Aim of the exercise
Extract each line from the entries below that has the string "InvalidModel" in it.

── Exercise input

use once_cell::sync::OnceCell;

use crate::classifier::Classifier;
use crate::config::Config;
use crate::encoder::encode;
use crate::errors::{Result, SentimenError};
use crate::model::Model;
use crate::preprocessor::Preprocessor;
use crate::result::{PredictionResult, Probabilities};
use crate::vocabulary::Vocabulary;

struct Assets {
    classifier: Box<dyn Classifier>,
    vocabulary: Vocabulary,
}

/// Sentiment predictor.
///
/// A predictor is created empty and becomes ready once a classifier and its vocabulary are
/// loaded. The loaded assets are never modified afterwards, so a ready predictor can be
/// shared between threads and called concurrently.
pub struct Predictor {
    preprocessor: Preprocessor,
    config: Config,
    assets: OnceCell<Assets>,
}

impl Predictor {
    /// Creates a new predictor without a classifier.
    ///
    /// # Arguments
    ///
    /// * `preprocessor` - Text normalizer.
    /// * `config` - Shape of the classifier to be loaded.
    ///
    /// # Errors
    ///
    /// Returns an error if `config` is inconsistent.
    pub fn new(preprocessor: Preprocessor, config: Config) -> Result<Self> {
        config.validate()?;
        Ok(Self {
            preprocessor,
            config,
            assets: OnceCell::new(),
        })
    }

    /// Creates a ready predictor.
    ///
    /// # Errors
    ///
    /// Returns an error if `config` is inconsistent or the classifier does not output
    /// `n_classes` values.
    pub fn with_parts<C>(
        preprocessor: Preprocessor,
        config: Config,
        classifier: C,
        vocabulary: Vocabulary,
    ) -> Result<Self>
    where
        C: Classifier + 'static,
    {
        let predictor = Self::new(preprocessor, config)?;
        predictor.load(|| Ok((classifier, vocabulary)))?;
        Ok(predictor)
    }

    /// Creates a ready predictor using the configuration stored in the model.
    pub fn from_model(preprocessor: Preprocessor, model: Model) -> Result<Self> {
        let predictor = Self::new(preprocessor, model.config().clone())?;
        predictor.load_model(model)?;
        Ok(predictor)
    }

    /// Loads a classifier and its vocabulary.
    ///
    /// The loader runs at most once successfully. Its result becomes visible to other threads
    /// only after it is complete; if it fails, the predictor stays not ready and loading can
    /// be retried. Calling this function on a ready predictor does nothing.
    ///
    /// # Errors
    ///
    /// A failure of `loader` is returned as [`SentimenError::LoadFailure`] carrying its cause.
    /// [`SentimenError::InvalidModel`] is returned if the classifier does not output
    /// `n_classes` values.
    pub fn load<C, F>(&self, loader: F) -> Result<()>
    where
        C: Classifier + 'static,
        F: FnOnce() -> Result<(C, Vocabulary)>,
    {
        self.assets.get_or_try_init(|| {
            let (classifier, vocabulary) = loader()
                .map_err(|e| SentimenError::load_failure("classifier and vocabulary", e))?;
            if classifier.n_classes() != self.config.n_classes {
                return Err(SentimenError::invalid_model(format!(
                    "classifier outputs {} classes, expected {}",
                    classifier.n_classes(),
                    self.config.n_classes
                )));
            }
            tracing::info!(
                n_words = vocabulary.len(),
                n_classes = classifier.n_classes(),
                "classifier loaded"
            );
            Ok(Assets {
                classifier: Box::new(classifier),
                vocabulary: vocabulary.truncated(self.config.vocab_size),
            })
        })?;
        Ok(())
    }

    /// Loads the classifier and the vocabulary of a model.
    ///
    /// # Errors
    ///
    /// [`SentimenError::InvalidArgument`] is returned when the model was built with another
    /// configuration.
    pub fn load_model(&self, model: Model) -> Result<()> {
        if model.config() != &self.config {
            return Err(SentimenError::invalid_argument(
                "model",
                format!(
                    "configuration {:?} differs from {:?}",
                    model.config(),
                    self.config
                ),
            ));
        }
        self.load(|| model.into_parts())
    }

    pub fn is_ready(&self) -> bool {
        self.assets.get().is_some()
    }

    pub fn config(&self) -> &Config {
        &self.config
    }

    pub fn preprocessor(&self) -> &Preprocessor {
        &self.preprocessor
    }

    fn assets(&self) -> Result<&Assets> {
        self.assets
            .get()
            .ok_or_else(|| SentimenError::not_ready("classifier and vocabulary"))
    }

    /// Predicts the sentiment of a raw text.
    ///
    /// An empty or entirely unknown text is encoded as padding only and still yields a
    /// result.
    ///
    /// # Errors
    ///
    /// [`SentimenError::NotReady`] is returned when no classifier is loaded, and
    /// [`SentimenError::InvalidModel`] when the classifier output has a wrong length or is
    /// not finite. Other errors of the classifier are returned as they are.
    pub fn predict(&self, text: &str) -> Result<PredictionResult> {
        let assets = self.assets()?;
        let trace = self.preprocessor.trace(text);
        let sequence = encode(
            trace.final_text(),
            &assets.vocabulary,
            self.config.max_length,
        );
        let ys = assets.classifier.forward(&sequence)?;
        if ys.len() != self.config.n_classes {
            return Err(SentimenError::invalid_model(format!(
                "classifier returned {} values, expected {}",
                ys.len(),
                self.config.n_classes
            )));
        }
        if ys.iter().any(|y| !y.is_finite()) {
            return Err(SentimenError::invalid_model(format!(
                "classifier returned non-finite values: {:?}",
                ys
            )));
        }
        let best = argmax(&ys);
        let mut probabilities = Probabilities::default();
        for (&category, &y) in self.config.labels.iter().zip(&ys) {
            probabilities.set(category, y * 100.);
        }
        let label = self.config.labels[best];
        tracing::debug!(
            label = %label,
            confidence = probabilities.get(label),
            padding_only = sequence.is_padding_only(),
            "predicted"
        );
        Ok(PredictionResult::new(label, probabilities, trace))
    }

    /// Predicts the sentiments of several texts. The order of the results follows the input.
    ///
    /// # Errors
    ///
    /// The first error aborts the whole batch.
    pub fn predict_batch<S>(&self, texts: &[S]) -> Result<Vec<PredictionResult>>
    where
        S: AsRef<str>,
    {
        self.assets()?;
        texts.iter().map(|text| self.predict(text.as_ref())).collect()
    }
}

/// Returns the index of the largest value. The first one wins ties.
fn argmax(ys: &[f64]) -> usize {
    let mut best = 0;
    for (i, &y) in ys.iter().enumerate().skip(1) {
        if y > ys[best] {
            best = i;
        }
    }
    best
}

────

Answer space
    /// [`SentimenError::InvalidModel`] is returned if the classifier does not output
    /// [`SentimenError::InvalidModel`] when the classifier output has a wrong length or is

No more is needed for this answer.